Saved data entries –
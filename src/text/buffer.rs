//! Read-only document index (Layer 0)
//!
//! Pure text storage with no musical knowledge. The host reports positions
//! as character offsets while `str` slicing and `regex` work in bytes, so
//! `SourceText` keeps both views plus a line table.

use super::cursor::TextSpan;

/// Borrowed document text with char/byte/line lookup tables
#[derive(Debug, Clone)]
pub struct SourceText<'a> {
    text: &'a str,
    /// Byte offset of every char, plus a trailing entry for `text.len()`
    char_bytes: Vec<usize>,
    /// Char offset of the first char of every line
    line_starts: Vec<usize>,
}

impl<'a> SourceText<'a> {
    pub fn new(text: &'a str) -> Self {
        let mut char_bytes = Vec::with_capacity(text.len() + 1);
        let mut line_starts = vec![0];

        for (char_idx, (byte_idx, ch)) in text.char_indices().enumerate() {
            char_bytes.push(byte_idx);
            if ch == '\n' {
                line_starts.push(char_idx + 1);
            }
        }
        char_bytes.push(text.len());

        Self {
            text,
            char_bytes,
            line_starts,
        }
    }

    /// The underlying text
    pub fn as_str(&self) -> &'a str {
        self.text
    }

    /// Length in characters
    pub fn len_chars(&self) -> usize {
        self.char_bytes.len() - 1
    }

    pub fn is_empty(&self) -> bool {
        self.text.is_empty()
    }

    /// Clamp a char offset into the document
    pub fn clamp(&self, offset: usize) -> usize {
        offset.min(self.len_chars())
    }

    /// Byte offset of a char offset (clamped to the end of the text)
    pub fn byte_of(&self, offset: usize) -> usize {
        self.char_bytes[self.clamp(offset)]
    }

    /// Char offset of a byte offset (must lie on a char boundary)
    pub fn char_of(&self, byte: usize) -> usize {
        match self.char_bytes.binary_search(&byte) {
            Ok(idx) => idx,
            Err(idx) => idx.saturating_sub(1),
        }
    }

    /// Text covered by a span
    pub fn slice(&self, span: TextSpan) -> &'a str {
        let from = self.byte_of(span.from);
        let to = self.byte_of(span.to).max(from);
        &self.text[from..to]
    }

    /// Convert a byte range (e.g. a regex match) to a char span
    pub fn span_of_bytes(&self, from: usize, to: usize) -> TextSpan {
        TextSpan::new(self.char_of(from), self.char_of(to))
    }

    /// Number of lines (a trailing newline opens one more, empty line)
    pub fn line_count(&self) -> usize {
        self.line_starts.len()
    }

    /// Line index containing a char offset
    pub fn line_of(&self, offset: usize) -> usize {
        let offset = self.clamp(offset);
        match self.line_starts.binary_search(&offset) {
            Ok(line) => line,
            Err(line) => line - 1,
        }
    }

    /// Span of a line's content, excluding its newline
    pub fn line_span(&self, line: usize) -> TextSpan {
        let from = self.line_starts[line];
        let to = match self.line_starts.get(line + 1) {
            Some(&next) => next - 1,
            None => self.len_chars(),
        };
        TextSpan::new(from, to)
    }

    /// Content of a line, excluding its newline
    pub fn line_text(&self, line: usize) -> &'a str {
        self.slice(self.line_span(line))
    }

    /// Iterate `(line index, span, text)` over every line
    pub fn lines(&self) -> impl Iterator<Item = (usize, TextSpan, &'a str)> + '_ {
        (0..self.line_count()).map(move |line| {
            let span = self.line_span(line);
            (line, span, self.slice(span))
        })
    }
}
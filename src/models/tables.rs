//! Canonical lookup tables for ABC names
//!
//! One table per concern, each a plain key → description map built once.
//! Both the validator and the JS surface (for completion/hover text) read
//! these; there are no other copies.

use lazy_static::lazy_static;
use std::collections::HashMap;

/// Channels a `%%MIDI` line can address
pub const MIDI_CHANNEL_RANGE: (i64, i64) = (1, 16);

/// A `%%MIDI` attribute; numeric ones carry an inclusive value range
#[derive(Debug, Clone, Copy, PartialEq, Eq)]
pub struct MidiAttributeSpec {
    pub description: &'static str,
    pub range: Option<(i64, i64)>,
    /// Accepts an optional channel before the value (`program 10 73`)
    pub channel_prefix: bool,
}

/// A `name=value` attribute on a `K:` or `V:` field
#[derive(Debug, Clone, Copy, PartialEq, Eq)]
pub struct FieldAttributeSpec {
    pub description: &'static str,
    /// Enumerated valid values; `None` means free-form
    pub values: Option<&'static [&'static str]>,
}

const CLEF_VALUES: &[&str] = &[
    "treble", "bass", "alto", "tenor", "baritone", "soprano", "mezzosoprano", "perc", "none",
    "treble+8", "treble-8", "treble8", "bass+8", "bass-8", "bass3", "alto1", "alto2", "tab",
];

const STEM_VALUES: &[&str] = &["up", "down", "auto"];

const BOOL_VALUES: &[&str] = &["0", "1", "true", "false", "yes", "no"];

lazy_static! {
    /// Stylesheet and processing directives (`%%name ...`)
    pub static ref DIRECTIVES: HashMap<&'static str, &'static str> = [
        ("MIDI", "MIDI playback instruction"),
        ("abc-charset", "Character set of the file"),
        ("abc-version", "ABC standard version of the file"),
        ("abc-include", "Include another ABC file"),
        ("abc-creator", "Program that created the file"),
        ("pagewidth", "Page width"),
        ("pageheight", "Page height"),
        ("topmargin", "Top page margin"),
        ("botmargin", "Bottom page margin"),
        ("leftmargin", "Left page margin"),
        ("rightmargin", "Right page margin"),
        ("indent", "Indentation of the first staff"),
        ("landscape", "Landscape page orientation"),
        ("scale", "Page scale factor"),
        ("staffwidth", "Staff width"),
        ("staffsep", "Space between systems"),
        ("sysstaffsep", "Space between staves of a system"),
        ("titlefont", "Font of the title"),
        ("subtitlefont", "Font of subtitles"),
        ("composerfont", "Font of the composer line"),
        ("partsfont", "Font of part names"),
        ("tempofont", "Font of tempo markings"),
        ("gchordfont", "Font of chord symbols"),
        ("annotationfont", "Font of annotations"),
        ("infofont", "Font of info lines"),
        ("textfont", "Font of free text"),
        ("vocalfont", "Font of lyrics under the staff"),
        ("wordsfont", "Font of lyrics after the tune"),
        ("voicefont", "Font of voice names"),
        ("footerfont", "Font of the page footer"),
        ("headerfont", "Font of the page header"),
        ("setfont-1", "User font 1"),
        ("setfont-2", "User font 2"),
        ("setfont-3", "User font 3"),
        ("setfont-4", "User font 4"),
        ("newpage", "Start a new page"),
        ("text", "Line of free text"),
        ("center", "Centered line of text"),
        ("begintext", "Start of a free text block"),
        ("endtext", "End of a free text block"),
        ("sep", "Separator line"),
        ("vskip", "Vertical space"),
        ("score", "Voice grouping on the score"),
        ("staves", "Voice grouping on staves"),
        ("transpose", "Transpose the tune"),
        ("propagate-accidentals", "Accidental propagation rule"),
        ("writeout-accidentals", "Write out key signature accidentals"),
        ("linebreak", "Line break behaviour"),
        ("continueall", "Ignore line ends in the music"),
        ("measurenb", "Measure numbering"),
        ("barnumbers", "Bar numbering"),
        ("measurebox", "Draw boxes around measure numbers"),
        ("titlecaps", "Upper-case titles"),
        ("titleleft", "Left-align titles"),
        ("stretchlast", "Stretch the last staff"),
        ("stretchstaff", "Stretch staves to the full width"),
        ("graceslurs", "Slurs on grace notes"),
        ("partsbox", "Draw boxes around part labels"),
        ("header", "Page header text"),
        ("footer", "Page footer text"),
        ("format", "Load a format file"),
        ("deco", "Define a decoration"),
        ("ornament", "Ornament style"),
        ("percmap", "Percussion note mapping"),
        ("postscript", "Raw PostScript"),
        ("beginps", "Start of a PostScript block"),
        ("endps", "End of a PostScript block"),
        ("gchord", "Chord symbol placement"),
        ("vocal", "Lyrics placement"),
        ("infoline", "Rhythm and origin on one line"),
        ("composerspace", "Space before the composer line"),
        ("musicspace", "Space before the music"),
        ("titlespace", "Space before the title"),
        ("subtitlespace", "Space before subtitles"),
        ("wordsspace", "Space before trailing lyrics"),
        ("textspace", "Space before free text"),
        ("partsspace", "Space before part labels"),
        ("vocalspace", "Space before lyrics under the staff"),
    ]
    .into_iter()
    .collect();

    /// Information field keys (`K:`, `M:`, `L:`, ...)
    pub static ref INFO_FIELDS: HashMap<&'static str, &'static str> = [
        ("A", "Area"),
        ("B", "Book"),
        ("C", "Composer"),
        ("D", "Discography"),
        ("F", "File URL"),
        ("G", "Group"),
        ("H", "History"),
        ("I", "Instruction"),
        ("K", "Key"),
        ("L", "Unit note length"),
        ("M", "Meter"),
        ("m", "Macro"),
        ("N", "Notes"),
        ("O", "Origin"),
        ("P", "Parts"),
        ("Q", "Tempo"),
        ("R", "Rhythm"),
        ("r", "Remark"),
        ("S", "Source"),
        ("s", "Symbol line"),
        ("T", "Title"),
        ("U", "User defined symbol"),
        ("V", "Voice"),
        ("W", "Words after the tune"),
        ("w", "Words under the staff"),
        ("X", "Reference number"),
        ("Z", "Transcription"),
        ("+", "Field continuation"),
    ]
    .into_iter()
    .collect();

    /// `%%MIDI` attributes
    pub static ref MIDI_ATTRIBUTES: HashMap<&'static str, MidiAttributeSpec> = [
        ("program", MidiAttributeSpec { description: "Instrument (General MIDI program)", range: Some((0, 127)), channel_prefix: true }),
        ("chordprog", MidiAttributeSpec { description: "Instrument for accompaniment chords", range: Some((0, 127)), channel_prefix: false }),
        ("channel", MidiAttributeSpec { description: "MIDI channel of the voice", range: Some(MIDI_CHANNEL_RANGE), channel_prefix: false }),
        ("bassprog", MidiAttributeSpec { description: "Instrument for accompaniment bass", range: None, channel_prefix: false }),
        ("transpose", MidiAttributeSpec { description: "Playback transposition in semitones", range: None, channel_prefix: false }),
        ("gchord", MidiAttributeSpec { description: "Accompaniment pattern", range: None, channel_prefix: false }),
        ("gchordon", MidiAttributeSpec { description: "Enable accompaniment", range: None, channel_prefix: false }),
        ("gchordoff", MidiAttributeSpec { description: "Disable accompaniment", range: None, channel_prefix: false }),
        ("chordvol", MidiAttributeSpec { description: "Accompaniment chord volume", range: None, channel_prefix: false }),
        ("bassvol", MidiAttributeSpec { description: "Accompaniment bass volume", range: None, channel_prefix: false }),
        ("drum", MidiAttributeSpec { description: "Drum pattern", range: None, channel_prefix: false }),
        ("drumon", MidiAttributeSpec { description: "Enable drum pattern", range: None, channel_prefix: false }),
        ("drumoff", MidiAttributeSpec { description: "Disable drum pattern", range: None, channel_prefix: false }),
        ("beat", MidiAttributeSpec { description: "Note velocities by beat position", range: None, channel_prefix: false }),
        ("nobarlines", MidiAttributeSpec { description: "Do not reset accidentals at bar lines", range: None, channel_prefix: false }),
        ("ratio", MidiAttributeSpec { description: "Broken rhythm ratio", range: None, channel_prefix: false }),
        ("grace", MidiAttributeSpec { description: "Grace note length fraction", range: None, channel_prefix: false }),
        ("temperamentnormal", MidiAttributeSpec { description: "Equal temperament", range: None, channel_prefix: false }),
        ("chordname", MidiAttributeSpec { description: "Define a chord shape", range: None, channel_prefix: false }),
    ]
    .into_iter()
    .collect();

    /// Attributes accepted on `V:` fields
    pub static ref VOICE_ATTRIBUTES: HashMap<&'static str, FieldAttributeSpec> = [
        ("name", FieldAttributeSpec { description: "Voice name shown on the first staff", values: None }),
        ("nm", FieldAttributeSpec { description: "Voice name (short form)", values: None }),
        ("subname", FieldAttributeSpec { description: "Voice name shown on later staves", values: None }),
        ("snm", FieldAttributeSpec { description: "Voice subname (short form)", values: None }),
        ("clef", FieldAttributeSpec { description: "Clef of the voice", values: Some(CLEF_VALUES) }),
        ("stem", FieldAttributeSpec { description: "Stem direction", values: Some(STEM_VALUES) }),
        ("octave", FieldAttributeSpec { description: "Octave shift", values: None }),
        ("transpose", FieldAttributeSpec { description: "Transposition in semitones", values: None }),
        ("middle", FieldAttributeSpec { description: "Note on the middle staff line", values: None }),
        ("stafflines", FieldAttributeSpec { description: "Number of staff lines", values: None }),
        ("merge", FieldAttributeSpec { description: "Share the previous voice's staff", values: Some(BOOL_VALUES) }),
    ]
    .into_iter()
    .collect();

    /// Attributes accepted on `K:` fields
    pub static ref KEY_ATTRIBUTES: HashMap<&'static str, FieldAttributeSpec> = [
        ("clef", FieldAttributeSpec { description: "Clef", values: Some(CLEF_VALUES) }),
        ("middle", FieldAttributeSpec { description: "Note on the middle staff line", values: None }),
        ("transpose", FieldAttributeSpec { description: "Transposition in semitones", values: None }),
        ("octave", FieldAttributeSpec { description: "Octave shift", values: None }),
        ("stafflines", FieldAttributeSpec { description: "Number of staff lines", values: None }),
    ]
    .into_iter()
    .collect();
}

pub fn is_known_directive(name: &str) -> bool {
    DIRECTIVES.contains_key(name)
}

pub fn is_known_info_field(key: &str) -> bool {
    INFO_FIELDS.contains_key(key)
}

pub fn midi_attribute(name: &str) -> Option<&'static MidiAttributeSpec> {
    MIDI_ATTRIBUTES.get(name)
}
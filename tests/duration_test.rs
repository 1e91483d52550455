// Measure duration accounting against a unit note length

use abc_editor_wasm::structure::duration::{duration, measure_items, unit_count, ItemKind, Rational};

fn units(measure: &str) -> Rational {
    duration(measure, Rational::from_integer(1))
}

#[test]
fn test_plain_lengths() {
    assert_eq!(units("C"), Rational::from_integer(1));
    assert_eq!(units("C2"), Rational::from_integer(2));
    assert_eq!(units("C/2"), Rational::new(1, 2));
    assert_eq!(units("C/"), Rational::new(1, 2));
    assert_eq!(units("C//"), Rational::new(1, 4));
    assert_eq!(units("C3/2"), Rational::new(3, 2));
}

#[test]
fn test_chord_uses_outer_length() {
    assert_eq!(units("[CEG]2"), Rational::from_integer(2));
    assert_eq!(units("[CEG]"), Rational::from_integer(1));
}

#[test]
fn test_triplet_compresses_three_into_two() {
    assert_eq!(units("(3CDE"), Rational::from_integer(2));
    // Only the next three notes are affected
    assert_eq!(units("(3CDE F"), Rational::from_integer(3));
}

#[test]
fn test_rests_count() {
    assert_eq!(units("z2 C z"), Rational::from_integer(4));
}

#[test]
fn test_base_unit_scales_total() {
    let eighth = Rational::new(1, 8);
    assert_eq!(duration("ABcd efga", eighth), Rational::new(1, 1));
    assert_eq!(unit_count("ABcd efga"), Rational::from_integer(8));
}

#[test]
fn test_decorations_and_annotations_ignored() {
    assert_eq!(units("\"Am\"!trill!A {g}B"), Rational::from_integer(2));
}

#[test]
fn test_item_kinds() {
    let kinds: Vec<ItemKind> = measure_items("A z [CE]").iter().map(|i| i.kind).collect();
    assert_eq!(kinds, [ItemKind::Note, ItemKind::Rest, ItemKind::Chord]);
}

#[test]
fn test_malformed_suffix_falls_back_to_one() {
    assert_eq!(units("C0"), Rational::from_integer(1));
}
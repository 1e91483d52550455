//! Cursor context functions
//!
//! Called on every selection change: which key and measure the cursor is
//! in, and how full that measure is.

use wasm_bindgen::prelude::*;

use super::helpers::{serialize, validation_error};
use super::types::{ContextReport, DurationReport};
use crate::structure::{self, duration::parse_unit_length};
use crate::text::SourceText;

/// Resolve key, measure span, unit length and meter at a char offset
#[wasm_bindgen(js_name = resolveContext)]
pub fn resolve_context_js(text: &str, cursor: usize) -> Result<JsValue, JsValue> {
    let src = SourceText::new(text);
    let context = structure::resolve_in(&src, cursor);
    serialize(&ContextReport::new(&context, &src), "Failed to serialize context")
}

/// Context plus measure duration and bar fill, in one call
#[wasm_bindgen(js_name = analyzeCursor)]
pub fn analyze_cursor_js(text: &str, cursor: usize) -> Result<JsValue, JsValue> {
    let analysis = structure::analyze_cursor(text, cursor);
    serialize(&analysis, "Failed to serialize cursor analysis")
}

/// Duration of a measure's text against a unit length such as `"1/8"`
#[wasm_bindgen(js_name = measureDuration)]
pub fn measure_duration(measure: &str, base_unit: &str) -> Result<JsValue, JsValue> {
    let base_unit = parse_unit_length(base_unit)
        .ok_or_else(|| validation_error(format!("Invalid unit length: '{}'", base_unit)))?;
    let total = structure::duration(measure, base_unit);
    serialize(&DurationReport::from(total), "Failed to serialize duration")
}
//! Musical structure
//!
//! Derives context from the raw text on demand: which tune, key, unit
//! length and meter apply at the cursor, which measure the cursor is in,
//! and how much of that measure is filled. Nothing is stored here.
//!
//! ## Modules
//!
//! - `line_analysis`: Line classification (header, directive, music, ...)
//! - `context`: Key/measure/meter resolution at a cursor offset
//! - `duration`: Measure duration accounting in unit note lengths
//! - `bar_fill`: Per-beat fill of the current measure

pub mod bar_fill;
pub mod context;
pub mod duration;
pub mod line_analysis;

// Re-exports for convenience
pub use bar_fill::{bar_fill, BarFill, FillClass, Meter, MeterField};
pub use context::{analyze_cursor, measure_span, resolve_context, resolve_in, CursorAnalysis, MusicalContext};
pub use duration::{duration, measure_items, unit_count, ItemKind, MeasureItem, Rational};
pub use line_analysis::{classify_line, field_key, LineKind};
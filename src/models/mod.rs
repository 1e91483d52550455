//! Models module for the ABC authoring assistant
//!
//! Plain data: pitches, tonics, keys, the lookup tables and the chord-bar
//! widget state.

pub mod editor_state;
pub mod key;
pub mod pitch;
pub mod tables;
pub mod tonic;

// Re-export commonly used types
pub use editor_state::ChordBarState;
pub use key::{Key, Mode};
pub use pitch::{Accidental, NoteLetter, PitchClass, VoicedPitch};
pub use tonic::Tonic;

Brief – Please return exactly the lines from the opening line of the data above through the line with "a line table.", both included and nothing else.

Your solution –
filename src/text/buffer.rs
//! Read-only document index (Layer 0)
//!
//! Pure text storage with no musical knowledge. The host reports positions
//! as character offsets while `str` slicing and `regex` work in bytes, so
//! `SourceText` keeps both views plus a line table.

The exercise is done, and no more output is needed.